Dans quelques années, la chirurgie plastique pour la reconstruction du sein peut aller dans le grenier, qui est remplacé par la technologie des cellules souches. Et comme on peut l’attendre après la publication d’une étude qui ne manquera pas de produire des répercussions dans le monde de la science, publié dans la revue genes & Development est menée au Fred Hutchinson Cancer Research Center di Seattle (etats-unis).

La recherche a été créé à l’origine pour savoir si, par le biais de cellules souches, quelques questions sur les cancers du sein aurait été en mesure d’obtenir une réponse claire. L’étude, menée par Larry Rohrschneider et Lixia Bai, axée sur l’implantation de cellules souches chez des animaux de laboratoire pour l’étude de l’apparition et le développement du cancer du sein. Mais à la grande surprise des chercheurs, lors de l’étape de la puberté de ces cobayes, il a été découvert que ce serait pousser leur sein.

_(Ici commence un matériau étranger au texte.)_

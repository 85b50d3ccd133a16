//! Landmark → gesture classification.
//!
//! Everything here is a pure function of one hand's landmarks (or both hands'
//! for the global pause check). No history is kept; debouncing lives in
//! [`crate::stability`] and edge detection in [`crate::edge`].

use serde::Serialize;
use std::fmt;

use crate::config::GestureSettings;
use crate::geometry::{Point, distance};
use crate::landmarks::{
    HandLandmarks, INDEX_PIP, INDEX_TIP, MIDDLE_PIP, MIDDLE_TIP, PINKY_PIP, PINKY_TIP, RING_PIP,
    RING_TIP, THUMB_PIP, THUMB_TIP,
};

/// A finger tip must sit this many pixels above its PIP joint to count as up.
const FINGER_UP_MARGIN: i32 = 10;
/// Thumb extension is lateral: tip and PIP must be this far apart on x.
const THUMB_SPREAD: i32 = 30;
/// Pinching tips must also be at a similar height.
const PINCH_MAX_DY: i32 = 50;
/// Thumb-to-pinky reach is longer than a normal pinch.
const DICTATION_EXTRA: f32 = 20.0;

#[derive(Debug, Clone, Copy, PartialEq, Eq, Hash, Serialize)]
#[serde(rename_all = "snake_case")]
pub enum Gesture {
    None,
    Move,
    Fist,
    Scroll,
    LeftClick,
    RightClick,
    DoubleClick,
    Mute3Finger,
    MediaPinch,
    DictationPinch,
}

impl Gesture {
    pub const ALL: [Gesture; 10] = [
        Gesture::None,
        Gesture::Move,
        Gesture::Fist,
        Gesture::Scroll,
        Gesture::LeftClick,
        Gesture::RightClick,
        Gesture::DoubleClick,
        Gesture::Mute3Finger,
        Gesture::MediaPinch,
        Gesture::DictationPinch,
    ];

    pub fn as_str(&self) -> &'static str {
        match self {
            Gesture::None => "none",
            Gesture::Move => "move",
            Gesture::Fist => "fist",
            Gesture::Scroll => "scroll",
            Gesture::LeftClick => "left_click",
            Gesture::RightClick => "right_click",
            Gesture::DoubleClick => "double_click",
            Gesture::Mute3Finger => "mute_3finger",
            Gesture::MediaPinch => "media_pinch",
            Gesture::DictationPinch => "dictation_pinch",
        }
    }
}

impl fmt::Display for Gesture {
    fn fmt(&self, f: &mut fmt::Formatter<'_>) -> fmt::Result {
        f.write_str(self.as_str())
    }
}

#[derive(Debug, Clone, Copy, PartialEq, Eq)]
pub enum Finger {
    Thumb,
    Index,
    Middle,
    Ring,
    Pinky,
}

impl Finger {
    pub const ALL: [Finger; 5] = [
        Finger::Thumb,
        Finger::Index,
        Finger::Middle,
        Finger::Ring,
        Finger::Pinky,
    ];

    fn tip(self) -> usize {
        match self {
            Finger::Thumb => THUMB_TIP,
            Finger::Index => INDEX_TIP,
            Finger::Middle => MIDDLE_TIP,
            Finger::Ring => RING_TIP,
            Finger::Pinky => PINKY_TIP,
        }
    }

    fn pip(self) -> usize {
        match self {
            Finger::Thumb => THUMB_PIP,
            Finger::Index => INDEX_PIP,
            Finger::Middle => MIDDLE_PIP,
            Finger::Ring => RING_PIP,
            Finger::Pinky => PINKY_PIP,
        }
    }
}

#[derive(Debug, Clone)]
pub struct GestureClassifier {
    pinch_threshold: f32,
    global_pause_distance: f32,
    dictation: bool,
}

impl GestureClassifier {
    pub fn new(settings: &GestureSettings, dictation: bool) -> Self {
        Self {
            pinch_threshold: settings.pinch_threshold,
            global_pause_distance: settings.global_pause_distance,
            dictation,
        }
    }

    pub fn pinch_threshold(&self) -> f32 {
        self.pinch_threshold
    }

    pub fn is_finger_up(&self, lm: &HandLandmarks, finger: Finger) -> bool {
        if !lm.is_complete() {
            return false;
        }
        let tip = lm.at(finger.tip());
        let pip = lm.at(finger.pip());
        match finger {
            Finger::Thumb => (tip.x - pip.x).abs() > THUMB_SPREAD,
            _ => tip.y < pip.y - FINGER_UP_MARGIN,
        }
    }

    /// Extended fingers in thumb → pinky order.
    pub fn fingers_up(&self, lm: &HandLandmarks) -> Vec<Finger> {
        Finger::ALL
            .into_iter()
            .filter(|f| self.is_finger_up(lm, *f))
            .collect()
    }

    /// Distance below threshold and tips at a similar height.
    pub fn is_pinch(&self, a: Point, b: Point) -> bool {
        distance(a, b) < self.pinch_threshold && (a.y - b.y).abs() < PINCH_MAX_DY
    }

    fn tips_pinch(&self, lm: &HandLandmarks, a: usize, b: usize) -> bool {
        lm.is_complete() && self.is_pinch(lm.at(a), lm.at(b))
    }

    pub fn is_fist(&self, lm: &HandLandmarks) -> bool {
        lm.is_complete() && self.fingers_up(lm).is_empty()
    }

    /// Index and middle up, ring and pinky down; the thumb is ignored.
    pub fn is_scroll(&self, lm: &HandLandmarks) -> bool {
        lm.is_complete()
            && self.is_finger_up(lm, Finger::Index)
            && self.is_finger_up(lm, Finger::Middle)
            && !self.is_finger_up(lm, Finger::Ring)
            && !self.is_finger_up(lm, Finger::Pinky)
    }

    pub fn is_left_pinch(&self, lm: &HandLandmarks) -> bool {
        self.tips_pinch(lm, THUMB_TIP, INDEX_TIP)
    }

    pub fn is_right_pinch(&self, lm: &HandLandmarks) -> bool {
        self.tips_pinch(lm, THUMB_TIP, MIDDLE_TIP)
    }

    /// Thumb, index and middle tips converged.
    pub fn is_three_finger_pinch(&self, lm: &HandLandmarks) -> bool {
        self.is_left_pinch(lm) && self.is_right_pinch(lm)
    }

    /// Thumb and pinky tips close; no height guard since their rest heights differ.
    pub fn is_dictation_pinch(&self, lm: &HandLandmarks) -> bool {
        lm.is_complete()
            && distance(lm.at(THUMB_TIP), lm.at(PINKY_TIP)) < self.pinch_threshold + DICTATION_EXTRA
    }

    /// Both index tips touching. Uses a wider threshold than a one-hand pinch.
    pub fn is_global_pause(&self, left: Option<&HandLandmarks>, right: Option<&HandLandmarks>) -> bool {
        match (left, right) {
            (Some(l), Some(r)) if l.is_complete() && r.is_complete() => {
                distance(l.at(INDEX_TIP), r.at(INDEX_TIP)) < self.global_pause_distance
            }
            _ => false,
        }
    }

    /// Primary (pointer) hand label.
    ///
    /// Priority: Fist > Scroll > DoubleClick > LeftClick > RightClick > Move.
    pub fn classify(&self, lm: &HandLandmarks) -> Gesture {
        if !lm.is_complete() {
            return Gesture::None;
        }
        if self.is_fist(lm) {
            return Gesture::Fist;
        }
        if self.is_scroll(lm) {
            return Gesture::Scroll;
        }
        if self.is_three_finger_pinch(lm) {
            return Gesture::DoubleClick;
        }
        if self.is_left_pinch(lm) {
            return Gesture::LeftClick;
        }
        if self.is_right_pinch(lm) {
            return Gesture::RightClick;
        }
        Gesture::Move
    }

    /// Secondary (media) hand label.
    ///
    /// Priority: Fist > DictationPinch > Mute3Finger > MediaPinch > Scroll > Move.
    /// `Scroll` here is the two-finger volume pose.
    pub fn classify_secondary(&self, lm: &HandLandmarks) -> Gesture {
        if !lm.is_complete() {
            return Gesture::None;
        }
        if self.is_fist(lm) {
            return Gesture::Fist;
        }
        if self.dictation && self.is_dictation_pinch(lm) {
            return Gesture::DictationPinch;
        }
        if self.is_three_finger_pinch(lm) {
            return Gesture::Mute3Finger;
        }
        if self.is_left_pinch(lm) {
            return Gesture::MediaPinch;
        }
        if self.is_scroll(lm) {
            return Gesture::Scroll;
        }
        Gesture::Move
    }
}

#[cfg(test)]
pub(crate) mod tests {
    use super::*;

    /// Builder for synthetic hands: every finger starts curled (tip below its
    /// PIP) with the thumb tucked, fingertips spread far apart.
    pub(crate) struct HandBuilder {
        pts: Vec<Point>,
    }

    impl HandBuilder {
        pub(crate) fn curled() -> Self {
            let mut pts = vec![Point::new(0, 0); 21];
            pts[0] = Point::new(300, 400);
            pts[9] = Point::new(300, 300);
            // thumb: tip close to pip on x
            pts[THUMB_PIP] = Point::new(200, 300);
            pts[THUMB_TIP] = Point::new(210, 320);
            // other fingers: tip below pip, far apart horizontally
            for (i, (pip, tip)) in [(INDEX_PIP, INDEX_TIP), (MIDDLE_PIP, MIDDLE_TIP), (RING_PIP, RING_TIP), (PINKY_PIP, PINKY_TIP)]
                .into_iter()
                .enumerate()
            {
                let x = 400 + 100 * i as i32;
                pts[pip] = Point::new(x, 200);
                pts[tip] = Point::new(x, 230);
            }
            Self { pts }
        }

        pub(crate) fn raise(mut self, finger: Finger) -> Self {
            let pip = self.pts[finger.pip()];
            self.pts[finger.tip()] = match finger {
                Finger::Thumb => Point::new(pip.x - 60, pip.y),
                _ => Point::new(pip.x, pip.y - 60),
            };
            self
        }

        pub(crate) fn tip(mut self, finger: Finger, p: Point) -> Self {
            self.pts[finger.tip()] = p;
            self
        }

        pub(crate) fn point(mut self, idx: usize, p: Point) -> Self {
            self.pts[idx] = p;
            self
        }

        pub(crate) fn build(self) -> HandLandmarks {
            HandLandmarks::new(self.pts)
        }
    }

    pub(crate) fn classifier(threshold: f32) -> GestureClassifier {
        GestureClassifier::new(
            &GestureSettings {
                pinch_threshold: threshold,
                stable_frames: 10,
                global_pause_distance: 50.0,
            },
            true,
        )
    }

    #[test]
    fn all_curled_is_fist() {
        let c = classifier(20.0);
        assert_eq!(c.classify(&HandBuilder::curled().build()), Gesture::Fist);
    }

    #[test]
    fn fist_wins_over_pinches() {
        let c = classifier(20.0);
        // every tip bunched together but all below their PIPs and thumb tucked
        let lm = HandBuilder::curled()
            .point(THUMB_PIP, Point::new(500, 200))
            .tip(Finger::Thumb, Point::new(500, 230))
            .tip(Finger::Index, Point::new(505, 232))
            .tip(Finger::Middle, Point::new(495, 235))
            .build();
        assert!(c.is_three_finger_pinch(&lm));
        assert_eq!(c.classify(&lm), Gesture::Fist);
    }

    #[test]
    fn thumb_extension_is_lateral() {
        let c = classifier(20.0);
        let lm = HandBuilder::curled().raise(Finger::Thumb).build();
        assert!(c.is_finger_up(&lm, Finger::Thumb));
        assert_eq!(c.fingers_up(&lm), vec![Finger::Thumb]);
        assert_eq!(c.classify(&lm), Gesture::Move);
    }

    #[test]
    fn v_sign_is_scroll_even_while_pinching() {
        let c = classifier(20.0);
        let b = HandBuilder::curled().raise(Finger::Index).raise(Finger::Middle);
        assert_eq!(c.classify(&b.build()), Gesture::Scroll);

        // thumb right next to the raised index tip
        let lm = HandBuilder::curled()
            .raise(Finger::Index)
            .raise(Finger::Middle)
            .tip(Finger::Thumb, Point::new(395, 140))
            .build();
        assert!(c.is_left_pinch(&lm));
        assert_eq!(c.classify(&lm), Gesture::Scroll);
    }

    // Curled fingertips rest on y=230 at x=400/500/600/700. Moving the thumb
    // tip out there extends it laterally, so these hands are never fists.

    #[test]
    fn thumb_index_pinch_is_left_click() {
        let c = classifier(20.0);
        let lm = HandBuilder::curled().tip(Finger::Thumb, Point::new(410, 230)).build();
        assert_eq!(c.classify(&lm), Gesture::LeftClick);
    }

    #[test]
    fn thumb_middle_pinch_is_right_click() {
        let c = classifier(20.0);
        let lm = HandBuilder::curled().tip(Finger::Thumb, Point::new(510, 230)).build();
        assert_eq!(c.classify(&lm), Gesture::RightClick);
    }

    #[test]
    fn three_tips_together_is_double_click() {
        let c = classifier(20.0);
        let lm = HandBuilder::curled()
            .tip(Finger::Thumb, Point::new(410, 230))
            .tip(Finger::Middle, Point::new(420, 230))
            .build();
        assert_eq!(c.classify(&lm), Gesture::DoubleClick);
    }

    #[test]
    fn vertical_guard_rejects_tall_pinch() {
        let c = classifier(200.0);
        let a = Point::new(0, 0);
        let b = Point::new(0, 60);
        assert!(!c.is_pinch(a, b));
        assert!(c.is_pinch(a, Point::new(40, 10)));
    }

    #[test]
    fn partial_hand_is_none_everywhere() {
        let c = classifier(20.0);
        let lm = HandLandmarks::new(vec![Point::new(1, 1); 12]);
        assert_eq!(c.classify(&lm), Gesture::None);
        assert_eq!(c.classify_secondary(&lm), Gesture::None);
        assert!(!c.is_fist(&lm));
        assert!(!c.is_scroll(&lm));
        assert!(!c.is_left_pinch(&lm));
        assert!(!c.is_global_pause(Some(&lm), Some(&lm)));
    }

    #[test]
    fn secondary_hand_priorities() {
        let c = classifier(20.0);
        let mute = HandBuilder::curled()
            .tip(Finger::Thumb, Point::new(410, 230))
            .tip(Finger::Middle, Point::new(420, 230))
            .build();
        assert_eq!(c.classify_secondary(&mute), Gesture::Mute3Finger);

        let media = HandBuilder::curled().tip(Finger::Thumb, Point::new(410, 230)).build();
        assert_eq!(c.classify_secondary(&media), Gesture::MediaPinch);

        let volume = HandBuilder::curled().raise(Finger::Index).raise(Finger::Middle).build();
        assert_eq!(c.classify_secondary(&volume), Gesture::Scroll);

        let dictation = HandBuilder::curled().tip(Finger::Thumb, Point::new(700, 260)).build();
        assert_eq!(c.classify_secondary(&dictation), Gesture::DictationPinch);

        assert_eq!(c.classify_secondary(&HandBuilder::curled().build()), Gesture::Fist);
    }

    #[test]
    fn dictation_pinch_ignored_when_disabled() {
        let c = GestureClassifier::new(
            &GestureSettings {
                pinch_threshold: 20.0,
                stable_frames: 10,
                global_pause_distance: 50.0,
            },
            false,
        );
        let lm = HandBuilder::curled().tip(Finger::Thumb, Point::new(700, 260)).build();
        assert!(c.is_dictation_pinch(&lm));
        assert_eq!(c.classify_secondary(&lm), Gesture::Move);
    }

    #[test]
    fn global_pause_needs_both_index_tips_close() {
        let c = classifier(20.0);
        let l = HandBuilder::curled().tip(Finger::Index, Point::new(300, 100)).build();
        let near = HandBuilder::curled().tip(Finger::Index, Point::new(340, 100)).build();
        let far = HandBuilder::curled().tip(Finger::Index, Point::new(360, 100)).build();
        assert!(c.is_global_pause(Some(&l), Some(&near)));
        assert!(!c.is_global_pause(Some(&l), Some(&far)));
        assert!(!c.is_global_pause(Some(&l), None));
    }
}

Chez les souris a été implanté avec le gène codant pour la s-Navire fluorescente verte pour pouvoir être identifié avec plus de facilité. Lors de l’observation, ces cellules qui aurait été en mesure de montrer des croissances cancéreuses au lieu de cela, ils ont permis à la croissance de la poitrine, et, en particulier, ont favorisé l’allaitement après la grossesse. Cela a également accordée aux seins de se développer après l’ablation d’une tumeur.

Cette découverte peut avoir un double de validité: en premier lieu, espèrent les chercheurs, pourrait les prendre pour obtenir le résultat que vous avez initialement prévu, et c’est la création d’un médicament capable de traiter le cancer du sein; mais surtout, elle permettrait de croître au sein de ces personnes qui n’ont pas encore développé, sans avoir recours à la chirurgie plastique, avec tous les risques et les problèmes qui en découlent, ou de reconstruire, bien sûr, après l’intervention de l’ablation du cancer.

Les cellules souches isolées à partir du tissu mammaire sont, pour l’instant, été prises que dans des cobayes, et, par conséquent, pour l’étude sur les êtres humains, il est nécessaire de poursuivre les enquêtes qui peut prendre encore quelques années.